5G has promoted the industrial upgrading of many industries such as mobile communications and electronic information and has a profound impact on the global economy. In order to take the lead in the global 5G development, many countries and regions, led by China, the United States, Europe, Japan, and South Korea, have issued clear 5G spectrum plans. Among them, the high-frequency band (above the Ka-band) is gradually being the point in the 5G spectrum plan. Limited by spectrum resources, low-frequency communications can no longer meet the future network requirements of higher capacity, higher speed, and lower latency. Therefore, the basic architecture of 5G mobile communications uses a combination of sub-6 GHz low-frequency bands and millimeter wave frequency bands. 5G mmWave technology is a core technology of 5G wireless networks.

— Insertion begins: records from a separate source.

//! Per-site strategy tables consumed by the generic driver

use std::time::Duration;

use action_gate::{GatePolicy, UrlPattern};
use action_injector::InjectPolicy;
use action_locator::RoleTable;
use action_primitives::PollPolicy;
use campaignforge_core_types::{Credentials, Platform};
use cdp_adapter::KeyChord;
use serde::{Deserialize, Serialize};

/// Subreddit used when the request names none.
pub const DEFAULT_SUBREDDIT: &str = "test";

/// A login form field filled from one credential.
#[derive(Debug, Clone)]
pub struct LoginField {
    /// Accepted credential spellings, first one reported when all are missing
    pub keys: Vec<String>,
    pub table: RoleTable,
    /// Never logged or echoed
    pub secret: bool,
}

impl LoginField {
    pub fn new(keys: &[&str], table: RoleTable) -> Self {
        Self {
            keys: keys.iter().map(|key| key.to_string()).collect(),
            table,
            secret: false,
        }
    }

    pub fn secret(mut self) -> Self {
        self.secret = true;
        self
    }

    pub fn key_refs(&self) -> Vec<&str> {
        self.keys.iter().map(String::as_str).collect()
    }
}

/// URL shape that counts as logged in. A heuristic: the sites send no acknowledgment.
#[derive(Debug, Clone, Default, PartialEq, Eq)]
pub struct LoggedInCheck {
    /// Any of these fragments present means logged in
    pub any_contains: Vec<String>,
    /// None of these present also means logged in
    pub none_contains: Vec<String>,
}

impl LoggedInCheck {
    pub fn is_logged_in(&self, url: &str) -> bool {
        let url = url.to_lowercase();
        if self.any_contains.iter().any(|fragment| url.contains(fragment.as_str())) {
            return true;
        }
        !self.none_contains.is_empty()
            && self
                .none_contains
                .iter()
                .all(|fragment| !url.contains(fragment.as_str()))
    }
}

#[derive(Debug, Clone)]
pub struct LoginPlan {
    pub url: String,
    pub fields: Vec<LoginField>,
    pub submit: RoleTable,
    /// Wait after the sign-in click before reading the URL
    pub settle: Duration,
    pub check: LoggedInCheck,
}

/// Compose elements a site needs filled.
#[derive(Debug, Clone)]
pub enum ComposePlan {
    /// One editor takes the whole content
    Single { body: RoleTable },
    /// First line goes to a title field, the remainder to the body
    TitleBody { title: RoleTable, body: RoleTable },
}

impl ComposePlan {
    pub fn body(&self) -> &RoleTable {
        match self {
            ComposePlan::Single { body } | ComposePlan::TitleBody { body, .. } => body,
        }
    }
}

/// A key chord pressed `repeat` times as a last-ditch submit.
#[derive(Debug, Clone, PartialEq, Eq)]
pub struct KeyBurst {
    pub chord: KeyChord,
    pub repeat: u32,
    pub gap: Duration,
}

impl KeyBurst {
    pub fn label(&self) -> String {
        if self.chord.modifiers & KeyChord::CTRL != 0 {
            format!("Ctrl+{}", self.chord.key)
        } else {
            self.chord.key.clone()
        }
    }
}

#[derive(Debug, Clone)]
pub struct SubmitPlan {
    pub table: RoleTable,
    /// Tried in order, only when no submit control could be located or clicked
    pub key_fallbacks: Vec<KeyBurst>,
}

/// Everything site-specific about a browser posting run.
#[derive(Debug, Clone)]
pub struct SiteProfile {
    pub platform: Platform,
    pub login: LoginPlan,
    /// May contain `{subreddit}`
    pub compose_url: String,
    /// Fills `{subreddit}` when the credentials name none
    pub default_subreddit: String,
    pub compose_settle: Duration,
    pub compose: ComposePlan,
    pub submit: SubmitPlan,
    pub destination: UrlPattern,
    /// Labels of controls that must be gone once the post went through
    pub submit_labels: Vec<String>,
    pub navigation_timeout: Duration,
    pub gate: GatePolicy,
    pub inject: InjectPolicy,
    /// May contain `{subreddit}`
    pub success_message: String,
}

impl SiteProfile {
    pub fn compose_url_for(&self, credentials: &Credentials) -> String {
        self.render(&self.compose_url, credentials)
    }

    pub fn success_message_for(&self, credentials: &Credentials) -> String {
        self.render(&self.success_message, credentials)
    }

    fn render(&self, template: &str, credentials: &Credentials) -> String {
        let subreddit = credentials
            .get("subreddit")
            .unwrap_or(self.default_subreddit.as_str())
            .trim()
            .trim_start_matches("r/");
        template.replace("{subreddit}", subreddit)
    }

    /// Every credential key set the login form needs, checked before anything launches.
    pub fn required_credentials(&self) -> Vec<Vec<&str>> {
        self.login.fields.iter().map(LoginField::key_refs).collect()
    }

    fn tables_mut(&mut self) -> Vec<&mut RoleTable> {
        let mut tables = vec![&mut self.submit.table];
        match &mut self.compose {
            ComposePlan::Single { body } => tables.push(body),
            ComposePlan::TitleBody { title, body } => {
                tables.push(title);
                tables.push(body);
            }
        }
        tables
    }
}

/// Timing overrides from the `automation` config section. Unset fields keep the
/// site's own values.
#[derive(Debug, Clone, Default, PartialEq, Eq, Serialize, Deserialize)]
#[serde(default)]
pub struct AutomationSettings {
    pub navigation_timeout_ms: Option<u64>,
    pub login_settle_ms: Option<u64>,
    pub compose_settle_ms: Option<u64>,
    pub locate_attempts: Option<u32>,
    pub locate_delay_ms: Option<u64>,
    pub verify_settle_ms: Option<u64>,
    pub verify_attempts: Option<u32>,
    pub verify_delay_ms: Option<u64>,
}

impl AutomationSettings {
    pub fn apply(&self, mut profile: SiteProfile) -> SiteProfile {
        if let Some(ms) = self.navigation_timeout_ms {
            profile.navigation_timeout = Duration::from_millis(ms);
        }
        if let Some(ms) = self.login_settle_ms {
            profile.login.settle = Duration::from_millis(ms);
        }
        if let Some(ms) = self.compose_settle_ms {
            profile.compose_settle = Duration::from_millis(ms);
        }
        if self.locate_attempts.is_some() || self.locate_delay_ms.is_some() {
            for table in profile.tables_mut() {
                table.primary = override_poll(table.primary, self.locate_attempts, self.locate_delay_ms);
            }
        }
        if let Some(ms) = self.verify_settle_ms {
            profile.gate.initial_settle = Duration::from_millis(ms);
        }
        profile.gate.poll = override_poll(profile.gate.poll, self.verify_attempts, self.verify_delay_ms);
        profile
    }
}

fn override_poll(policy: PollPolicy, attempts: Option<u32>, delay_ms: Option<u64>) -> PollPolicy {
    PollPolicy::new(
        attempts.unwrap_or(policy.max_attempts),
        delay_ms.map(Duration::from_millis).unwrap_or(policy.delay),
    )
}

#[cfg(test)]
mod tests {
    use super::*;
    use crate::sites;

    #[test]
    fn logged_in_heuristic() {
        let check = LoggedInCheck {
            any_contains: vec!["feed".into(), "in/".into()],
            none_contains: vec!["login".into()],
        };
        assert!(check.is_logged_in("https://www.linkedin.com/feed/"));
        assert!(check.is_logged_in("https://www.linkedin.com/checkpoint/challenge"));
        assert!(!check.is_logged_in("https://www.linkedin.com/login?trk=guest"));
        assert!(!LoggedInCheck::default().is_logged_in("https://example.com"));
    }

    #[test]
    fn subreddit_is_substituted() {
        let profile = sites::reddit();
        let creds = Credentials::new().with("subreddit", "r/rust");
        assert_eq!(
            profile.compose_url_for(&creds),
            "https://www.reddit.com/r/rust/submit"
        );
        assert_eq!(
            profile.compose_url_for(&Credentials::new()),
            "https://www.reddit.com/r/test/submit"
        );
        assert_eq!(profile.success_message_for(&creds), "Content posted to r/rust successfully");
    }

    #[test]
    fn configured_default_subreddit_fills_the_url() {
        let profile = SiteProfile {
            default_subreddit: "r/marketing".into(),
            ..sites::reddit()
        };
        assert_eq!(
            profile.compose_url_for(&Credentials::new()),
            "https://www.reddit.com/r/marketing/submit"
        );
        let named = Credentials::new().with("subreddit", "rust");
        assert_eq!(profile.compose_url_for(&named), "https://www.reddit.com/r/rust/submit");
    }

    #[test]
    fn settings_override_only_what_is_set() {
        let settings = AutomationSettings {
            verify_attempts: Some(3),
            login_settle_ms: Some(100),
            ..AutomationSettings::default()
        };
        let base = sites::linkedin();
        let tuned = settings.apply(base.clone());
        assert_eq!(tuned.gate.poll.max_attempts, 3);
        assert_eq!(tuned.gate.poll.delay, base.gate.poll.delay);
        assert_eq!(tuned.login.settle, Duration::from_millis(100));
        assert_eq!(tuned.compose_settle, base.compose_settle);
        assert_eq!(tuned.compose.body().primary, base.compose.body().primary);
    }

    #[test]
    fn settings_parse_from_partial_yaml_like_json() {
        let settings: AutomationSettings =
            serde_json::from_str(r#"{ "locate_attempts": 4 }"#).unwrap();
        assert_eq!(settings.locate_attempts, Some(4));
        assert_eq!(settings.verify_attempts, None);
    }
}
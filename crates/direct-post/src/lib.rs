//! Direct posting path
//!
//! One authenticated HTTP call per platform for LinkedIn and Reddit, and an SMTP session
//! for email. No browser is involved; every entry point returns a `PostResult`.

mod client;
pub mod config;
pub mod email;
pub mod errors;
pub mod linkedin;
pub mod reddit;

pub use client::DirectClient;
pub use config::{DirectConfig, EmailSettings};
pub use email::{compose, EmailDraft, EmailJob, EmailSender, MailTransport, SmtpRelay, SmtpTransport, ATTACHMENT_NAME};
pub use errors::DirectPostError;
pub use reddit::{Submission, SubmissionKind};

/// Rendered message handed to a [`MailTransport`].
pub use lettre::Message;
use std::sync::Arc;

use action_primitives::{settle, ActionError, DomPort, ElementHandle};
use cdp_adapter::KeyChord;
use tokio::time::sleep;
use tracing::{debug, info, instrument, warn};

use crate::errors::InjectError;
use crate::model::{InjectMethod, InjectReport, MethodAttempt};
use crate::policy::InjectPolicy;
use crate::redact;

/// Makes text appear in a compose element, trying each method until a read-back
/// confirms it.
pub struct Injector {
    dom: Arc<dyn DomPort>,
    policy: InjectPolicy,
}

impl Injector {
    pub fn new(dom: Arc<dyn DomPort>) -> Self {
        Self {
            dom,
            policy: InjectPolicy::default(),
        }
    }

    pub fn with_policy(mut self, policy: InjectPolicy) -> Self {
        self.policy = policy;
        self
    }

    pub fn policy(&self) -> &InjectPolicy {
        &self.policy
    }

    /// Runs the configured methods in order against `target`.
    ///
    /// A method's own return value is never trusted; after each one the target is
    /// re-read and judged by [`crate::Acceptance`].
    #[instrument(skip_all, fields(target = %target.token, chars = text.chars().count()))]
    pub async fn inject(&self, target: &ElementHandle, text: &str) -> Result<InjectReport, InjectError> {
        if text.trim().is_empty() {
            return Err(InjectError::EmptyText);
        }
        debug!(preview = %redact::preview(text, 40), "injecting content");

        let mut current = target.clone();
        let mut attempts = Vec::with_capacity(self.policy.methods.len());
        for method in &self.policy.methods {
            let dispatched = match self.apply(*method, &mut current, text).await {
                Ok(dispatched) => dispatched,
                Err(err) => {
                    debug!(method = method.name(), error = %err, "method raised");
                    false
                }
            };
            settle(self.policy.settle).await;

            let observed = self.read_back(&current).await;
            let accepted = self.policy.acceptance.accepts(&observed, text);
            let observed_chars = observed.trim().chars().count();
            attempts.push(MethodAttempt {
                method: *method,
                dispatched,
                observed_chars,
                accepted,
            });
            if accepted {
                info!(method = method.name(), "content landed");
                return Ok(InjectReport {
                    method: *method,
                    attempts,
                });
            }
            debug!(method = method.name(), dispatched, observed_chars, "method did not take");
        }

        warn!(tried = attempts.len(), "every injection method failed read-back");
        Err(InjectError::Exhausted { attempts })
    }

    async fn apply(
        &self,
        method: InjectMethod,
        current: &mut ElementHandle,
        text: &str,
    ) -> Result<bool, ActionError> {
        match method {
            InjectMethod::ExecInsert => {
                self.ensure_focus(current).await?;
                self.dom.exec_insert_text(text).await
            }
            InjectMethod::ReplaceContent => match self.dom.replace_content(Some(current), text).await? {
                Some(written) => {
                    if written != *current {
                        debug!(from = %current.token, to = %written.token, "content replaced on another editable");
                        *current = written;
                    }
                    Ok(true)
                }
                None => Ok(false),
            },
            InjectMethod::RichText => {
                self.ensure_focus(current).await?;
                self.dom.replace_html_focused(&redact::rich_html(text)).await
            }
            InjectMethod::Paste => {
                self.ensure_focus(current).await?;
                self.dom.paste_focused(text).await
            }
            InjectMethod::Keystrokes => {
                self.ensure_focus(current).await?;
                self.type_out(text).await?;
                Ok(true)
            }
        }
    }

    async fn type_out(&self, text: &str) -> Result<(), ActionError> {
        self.dom.press_key(&KeyChord::select_all()).await?;
        sleep(self.policy.select_all_pause).await;
        let total = text.chars().count();
        if total > self.policy.max_keystroke_chars {
            warn!(total, typed = self.policy.max_keystroke_chars, "typing truncated");
        }
        for ch in text.chars().take(self.policy.max_keystroke_chars) {
            if ch == '\r' {
                continue;
            }
            self.dom.type_char(ch).await?;
            settle(self.policy.keystroke_delay).await;
        }
        Ok(())
    }

    async fn ensure_focus(&self, target: &ElementHandle) -> Result<(), ActionError> {
        let focused = self.dom.focused().await?;
        if focused.as_ref().map(|f| &f.handle) != Some(target) {
            self.dom.activate(target).await?;
        }
        Ok(())
    }

    async fn read_back(&self, target: &ElementHandle) -> String {
        match self.dom.read_text(target).await {
            Ok(Some(text)) => text,
            Ok(None) | Err(_) => self.dom.focused_text().await.ok().flatten().unwrap_or_default(),
        }
    }
}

The difference between 5g mmWave technology and traditional low-frequency communication in the physical realization of the system is reflected in the following: On the one hand, it lies in the part from the intermediate frequency, up-and-down conversion to the front end and antenna. The millimeter wave signal is transmitted, processed and amplified in this part of the link. The working frequency is supported by the special chip of millimeter wave, and its components, technology, circuit design, packaging and testing are very different from the low-frequency signals of the 3G and 4G era; on the other hand, it lies in the digital domain, such as baseband, ADC/DAC. On the other hand, in terms of baseband, ADC/DAC and other digital and analogue domains, this part continues to use the existing mainstream Si-CMOS process represented by ultra-high integration, supplemented by higher process and more advanced ASIC design, SoC design method, complete signal modulation and demodulation, digital-to-analogue conversion, DSP and other functions. Therefore, this white paper focuses on providing solutions and guidance for 5G mmWave dedicated chips, devices and processes.

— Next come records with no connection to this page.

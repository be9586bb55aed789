pub mod bulk_email;
pub mod credentials;
pub mod login;
pub mod output;
pub mod post;

use clap::Subcommand;

pub use bulk_email::{cmd_bulk_email, BulkEmailArgs};
pub use login::{cmd_login, LoginArgs};
pub use output::OutputFormat;
pub use post::{cmd_post, PostArgs};

#[derive(Subcommand, Clone)]
pub enum Commands {
    /// Post content to LinkedIn, Reddit or by email
    Post(PostArgs),

    /// Sign in by hand in a visible browser and save the session cookies
    Login(LoginArgs),

    /// Send one email draft to a list of recipients
    BulkEmail(BulkEmailArgs),
}
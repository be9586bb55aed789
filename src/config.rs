//! Configuration management module
//!
//! One YAML file with a section per subsystem. Every section falls back to its own
//! defaults, so a partial file (or none at all) is valid.

use std::path::{Path, PathBuf};

use action_flow::AutomationSettings;
use anyhow::{Context, Result};
use cdp_adapter::CdpConfig;
use direct_post::{DirectConfig, EmailSettings};
use serde::{Deserialize, Serialize};
use tokio::fs;
use tracing::{info, warn};

pub const APP_DIR: &str = "campaignforge";
pub const CONFIG_FILE: &str = "config.yaml";

#[derive(Debug, Clone, Serialize, Deserialize)]
#[serde(default)]
pub struct AppConfig {
    pub browser: CdpConfig,
    pub automation: AutomationSettings,
    pub direct: DirectConfig,
    pub email: EmailSettings,
    /// Where `<platform>.json` cookie files live
    pub cookies_dir: PathBuf,
}

impl Default for AppConfig {
    fn default() -> Self {
        Self {
            browser: CdpConfig::default(),
            automation: AutomationSettings::default(),
            direct: DirectConfig::default(),
            email: EmailSettings::default(),
            cookies_dir: PathBuf::from("cookies"),
        }
    }
}

/// `--config` when given, then `./config/config.yaml`, then the user config dir.
pub fn resolve_config_path(explicit: Option<&Path>) -> Option<PathBuf> {
    if let Some(path) = explicit {
        return Some(path.to_path_buf());
    }
    let local = Path::new("config").join(CONFIG_FILE);
    if local.exists() {
        return Some(local);
    }
    dirs::config_dir().map(|dir| dir.join(APP_DIR).join(CONFIG_FILE))
}

/// Load configuration; a missing file yields defaults.
pub async fn load_config(explicit: Option<&Path>) -> Result<AppConfig> {
    let Some(path) = resolve_config_path(explicit) else {
        warn!("No config directory available, using defaults");
        return Ok(AppConfig::default());
    };

    if !path.exists() {
        warn!("Config file not found, using defaults: {}", path.display());
        return Ok(AppConfig::default());
    }

    let content = fs::read_to_string(&path)
        .await
        .context("Failed to read config file")?;
    let config: AppConfig = serde_yaml::from_str(&content)
        .with_context(|| format!("Failed to parse config file {}", path.display()))?;
    info!("Loaded configuration from: {}", path.display());
    Ok(config)
}

#[cfg(test)]
mod tests {
    use super::*;
    use std::time::Duration;
    use tempfile::tempdir;

    #[tokio::test]
    async fn partial_file_keeps_section_defaults() {
        let dir = tempdir().unwrap();
        let path = dir.path().join("config.yaml");
        std::fs::write(
            &path,
            "browser:\n  navigation_timeout_ms: 15000\nautomation:\n  verify_attempts: 5\ndirect:\n  default_subreddit: marketing\ncookies_dir: /tmp/cf-cookies\n",
        )
        .unwrap();

        let config = load_config(Some(&path)).await.unwrap();
        assert_eq!(config.browser.navigation_timeout(), Duration::from_secs(15));
        assert_eq!(config.automation.verify_attempts, Some(5));
        assert_eq!(config.automation.verify_delay_ms, None);
        assert_eq!(config.direct.default_subreddit, "marketing");
        assert_eq!(config.direct.user_agent, "CampaignForge/1.0");
        assert_eq!(config.email.smtp_port, 587);
        assert_eq!(config.cookies_dir, PathBuf::from("/tmp/cf-cookies"));
    }

    #[tokio::test]
    async fn missing_file_means_defaults() {
        let dir = tempdir().unwrap();
        let config = load_config(Some(&dir.path().join("absent.yaml"))).await.unwrap();
        assert_eq!(config.cookies_dir, PathBuf::from("cookies"));
        assert_eq!(config.email.subject, "Marketing Content");
    }

    #[tokio::test]
    async fn malformed_file_is_an_error() {
        let dir = tempdir().unwrap();
        let path = dir.path().join("config.yaml");
        std::fs::write(&path, "browser: [not, a, map]\n").unwrap();
        let err = load_config(Some(&path)).await.unwrap_err();
        assert!(err.to_string().contains("Failed to parse config file"));
    }

    #[test]
    fn explicit_path_wins() {
        let explicit = PathBuf::from("/etc/cf.yaml");
        assert_eq!(resolve_config_path(Some(&explicit)), Some(explicit));
    }
}
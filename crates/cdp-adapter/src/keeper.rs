//! Process-wide registry of browser sessions deliberately left open for an operator.
//!
//! Dropping a browser handle kills the browser process, so anything that must stay
//! visible after its driver returns is parked here until the process decides to exit.

use std::any::Any;
use std::sync::Arc;
use std::time::SystemTime;

use once_cell::sync::Lazy;
use parking_lot::Mutex;
use tracing::info;

use campaignforge_core_types::SessionId;

struct HeldSession {
    info: HeldSessionInfo,
    _keep: Arc<dyn Any + Send + Sync>,
}

/// Summary of one parked session.
#[derive(Clone, Debug)]
pub struct HeldSessionInfo {
    pub session: SessionId,
    pub reason: String,
    pub since: SystemTime,
}

static HELD: Lazy<Mutex<Vec<HeldSession>>> = Lazy::new(|| Mutex::new(Vec::new()));

/// Keeps `keep` alive until [`release_all`].
pub fn hold(session: SessionId, reason: impl Into<String>, keep: Arc<dyn Any + Send + Sync>) {
    let reason = reason.into();
    info!(session = %session, %reason, "leaving browser session open");
    HELD.lock().push(HeldSession {
        info: HeldSessionInfo {
            session,
            reason,
            since: SystemTime::now(),
        },
        _keep: keep,
    });
}

pub fn held_sessions() -> Vec<HeldSessionInfo> {
    HELD.lock().iter().map(|held| held.info.clone()).collect()
}

pub fn held_count() -> usize {
    HELD.lock().len()
}

/// Drops every parked handle; returns how many were released.
pub fn release_all() -> usize {
    let drained: Vec<HeldSession> = HELD.lock().drain(..).collect();
    let count = drained.len();
    drop(drained);
    count
}

#[cfg(test)]
mod tests {
    use super::*;
    use serial_test::serial;

    #[test]
    #[serial]
    fn hold_keeps_value_alive_until_release() {
        release_all();
        let marker = Arc::new(42u8);
        hold(SessionId::new(), "unverified", marker.clone());
        assert_eq!(held_count(), 1);
        assert_eq!(Arc::strong_count(&marker), 2);
        assert_eq!(held_sessions()[0].reason, "unverified");

        assert_eq!(release_all(), 1);
        assert_eq!(Arc::strong_count(&marker), 1);
        assert_eq!(held_count(), 0);
    }
}
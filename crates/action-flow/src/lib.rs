//! Per-site browser session driver
//!
//! One [`SessionDriver`] runs the same login → compose → inject → submit → verify machine
//! for every site; a [`SiteProfile`] supplies the URLs, strategy tables and timings.

pub mod driver;
pub mod errors;
pub mod profile;
pub mod session;
pub mod sites;
pub mod types;

pub use driver::SessionDriver;
pub use errors::FlowError;
pub use profile::{
    AutomationSettings, ComposePlan, KeyBurst, LoggedInCheck, LoginField, LoginPlan, SiteProfile, SubmitPlan,
    DEFAULT_SUBREDDIT,
};
pub use session::{BrowserSession, ChromiumFactory, SessionFactory};
pub use sites::{linkedin, profile_for, reddit};
pub use types::{DriveOutcome, DriveReport, DriveStage, DriveSummary, StageRecord, StageTrace, SubmitVia};
//! Error types for locator system

use campaignforge_core_types::{Platform, PostError};
use thiserror::Error;

/// Locator error enumeration
#[derive(Debug, Error, Clone)]
pub enum LocatorError {
    /// Element not found with any strategy
    #[error("Element not found: {role} (tried {tried})")]
    ElementNotFound { role: String, tried: String },

    /// Role table cannot be searched at all
    #[error("Invalid role table: {0}")]
    InvalidTable(String),
}

impl LocatorError {
    /// Never retryable: the page changed shape and the same session will not recover.
    pub fn is_retryable(&self) -> bool {
        false
    }

    /// Get error severity (0=low, 1=medium, 2=high, 3=critical)
    pub fn severity(&self) -> u8 {
        match self {
            LocatorError::InvalidTable(_) => 3,
            LocatorError::ElementNotFound { .. } => 2,
        }
    }

    pub fn into_post_error(self, platform: Platform) -> PostError {
        match self {
            LocatorError::ElementNotFound { role, .. } => PostError::ElementNotFound { platform, role },
            LocatorError::InvalidTable(reason) => PostError::ElementNotFound {
                platform,
                role: reason,
            },
        }
    }
}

5G mmWave technology requires the joint support of compound semiconductors and silicon-based semiconductor chips, devices, and process technologies, and both are suitable for different application scenarios. RF communications equipment requires high-end technology. According to the 5g mmWave system architecture, compound millimeter-wave power chips are indispensable in the RF front-end. At the mid-to-back end of the system architecture, Si-based millimeter-wave chips will occupy the mainstream position with their high integration and high-cost performance. In addition, in the 5G mmWave system, the interconnection end face between the RF receiver antenna and the millimeter-wave front-end chip is extremely sensitive, and there is a clear trend of using integrated three-dimensional integration technology between the two.
In 2019, the 5G Sub 6GHz frequency band communication officially entered the commercial stage, and at the same time, the standard formulation and pre-commercial use of the millimeter wave frequency band is also in full swing. The demand for multi-function, high bandwidth, high integration and low power consumption 5G mmWave dedicated chips, devices and processes will increase day by day. Millimeter-wave chips are a weak link in the 5G industry chain. It is urgent to clarify the development route and form key breakthroughs to meet the needs of industrial development.